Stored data
==========
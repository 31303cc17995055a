//! Discord reply channel against a local mock REST endpoint.

use std::num::NonZeroUsize;

use mockito::{Matcher, Server};
use modiff_core::errors::ModiffError;
use modiff_core_types::Sensitive;
use modiff_engine::config::DiscordConfig;
use modiff_engine::reply::{deliver, DiscordChannel, ReplyChannel};
use serde_json::json;

fn channel(server: &Server) -> DiscordChannel {
    let config = DiscordConfig {
        bot_token: None,
        api_url: server.url(),
    };
    DiscordChannel::new(
        &config,
        Sensitive::new("bot-secret".to_string()),
        "4242",
        reqwest::Client::new(),
    )
}

#[tokio::test]
async fn test_send_posts_content_with_bot_authorization() {
    let mut server = Server::new_async().await;
    let mock = server
        .mock("POST", "/channels/4242/messages")
        .match_header("authorization", "Bot bot-secret")
        .match_body(Matcher::Json(json!({"content": "hello → world"})))
        .with_status(200)
        .with_body(r#"{"id":"1"}"#)
        .create_async()
        .await;

    channel(&server).send("hello → world").await.unwrap();

    mock.assert_async().await;
}

#[tokio::test]
async fn test_messages_url_format() {
    let server = Server::new_async().await;
    assert_eq!(
        channel(&server).messages_url(),
        format!("{}/channels/4242/messages", server.url())
    );
}

#[tokio::test]
async fn test_rejected_send_is_error_with_status() {
    let mut server = Server::new_async().await;
    let _mock = server
        .mock("POST", "/channels/4242/messages")
        .with_status(403)
        .with_body(r#"{"message":"Missing Permissions"}"#)
        .create_async()
        .await;

    let err = channel(&server).send("x").await.unwrap_err();
    assert!(err.0.starts_with("HTTP 403"));
    assert!(err.0.contains("Missing Permissions"));
}

#[tokio::test]
async fn test_deliver_posts_every_chunk() {
    let mut server = Server::new_async().await;
    let mock = server
        .mock("POST", "/channels/4242/messages")
        .with_status(200)
        .expect(3)
        .create_async()
        .await;

    let sent = deliver(
        &"y".repeat(25),
        NonZeroUsize::new(10).unwrap(),
        &channel(&server),
    )
    .await
    .unwrap();

    assert_eq!(sent, 3);
    mock.assert_async().await;
}

#[tokio::test]
async fn test_deliver_stops_at_first_rejection() {
    let mut server = Server::new_async().await;
    let _mock = server
        .mock("POST", "/channels/4242/messages")
        .with_status(500)
        .create_async()
        .await;

    let err = deliver(
        &"z".repeat(25),
        NonZeroUsize::new(10).unwrap(),
        &channel(&server),
    )
    .await
    .unwrap_err();

    assert!(matches!(
        err,
        ModiffError::Delivery {
            delivered: 0,
            total: 3,
            ..
        }
    ));
}
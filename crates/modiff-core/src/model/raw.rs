//! Fetched records before normalization.
//!
//! A collection revision lists files; most files link to a parent mod. The
//! parent is the stable identity across revisions (a new file of the same mod
//! is an update, not an add/remove pair), so it wins over the file's own
//! identity whenever it is present.

use serde::{Deserialize, Serialize};

use super::entity::Entity;

/// Version token used when a record carries no version
pub const UNKNOWN_VERSION: &str = "unknown";

/// Optional link from a record to the item it belongs to
#[derive(Debug, Clone, Default, PartialEq, Eq, Serialize, Deserialize)]
pub struct ParentRef {
    pub id: Option<String>,
    pub name: Option<String>,
}

/// A record as returned by a revision source, with every field optional
#[derive(Debug, Clone, Default, PartialEq, Eq, Serialize, Deserialize)]
pub struct RawRecord {
    pub id: Option<String>,
    pub name: Option<String>,
    pub version: Option<String>,
    pub parent: Option<ParentRef>,
}

impl RawRecord {
    /// Normalize into an [`Entity`], or `None` when the record cannot be keyed.
    ///
    /// - id: parent id, else own id; neither → excluded
    /// - name: parent name, else own name, else the chosen id
    /// - version: own version, else [`UNKNOWN_VERSION`]
    ///
    /// Blank strings count as absent.
    pub fn normalize(&self) -> Option<Entity> {
        let parent = self.parent.as_ref();

        let id = parent
            .and_then(|p| present(&p.id))
            .or_else(|| present(&self.id))?;

        let name = parent
            .and_then(|p| present(&p.name))
            .or_else(|| present(&self.name))
            .unwrap_or(id);

        let version = present(&self.version).unwrap_or(UNKNOWN_VERSION);

        Some(Entity::new(id, name, version))
    }
}

fn present(field: &Option<String>) -> Option<&str> {
    field.as_deref().filter(|s| !s.trim().is_empty())
}
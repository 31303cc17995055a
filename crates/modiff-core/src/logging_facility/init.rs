//! Logging initialization

use serde::Deserialize;
use std::str::FromStr;
use std::sync::Once;
use tracing_subscriber::{util::SubscriberInitExt, EnvFilter};

/// Logging profile, selected by the `log_profile` config key
#[derive(Debug, Clone, Copy, PartialEq, Eq, Default, Deserialize)]
#[serde(rename_all = "lowercase")]
pub enum Profile {
    /// Human-readable output, `modiff=debug`
    #[default]
    Development,
    /// JSON structured output, `modiff=info`
    Production,
    /// No output; tests install their own capture layer
    Test,
}

impl FromStr for Profile {
    type Err = String;

    fn from_str(s: &str) -> Result<Self, Self::Err> {
        match s.to_ascii_lowercase().as_str() {
            "development" | "dev" => Ok(Profile::Development),
            "production" | "prod" => Ok(Profile::Production),
            "test" => Ok(Profile::Test),
            other => Err(format!("unknown log profile '{}'", other)),
        }
    }
}

static INIT_ONCE: Once = Once::new();

/// Initialize the logging facility
///
/// Call once at startup; later calls are no-ops. `RUST_LOG` overrides the
/// profile's default filter. Logs go to stderr so stdout stays free for
/// replies.
pub fn init(profile: Profile) {
    INIT_ONCE.call_once(|| match profile {
        Profile::Development => {
            tracing_subscriber::fmt()
                .with_writer(std::io::stderr)
                .with_env_filter(
                    EnvFilter::try_from_default_env()
                        .unwrap_or_else(|_| EnvFilter::new("modiff=debug")),
                )
                .init();
        }
        Profile::Production => {
            tracing_subscriber::fmt()
                .json()
                .with_writer(std::io::stderr)
                .with_env_filter(
                    EnvFilter::try_from_default_env()
                        .unwrap_or_else(|_| EnvFilter::new("modiff=info")),
                )
                .init();
        }
        Profile::Test => {
            tracing_subscriber::registry().init();
        }
    });
}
==========
Search the records for the word "config". Copy each line where it appears.

→ EXERCISE RESULT
use modiff_engine::config::DiscordConfig;
    let config = DiscordConfig {
        &config,
/// Logging profile, selected by the `log_profile` config key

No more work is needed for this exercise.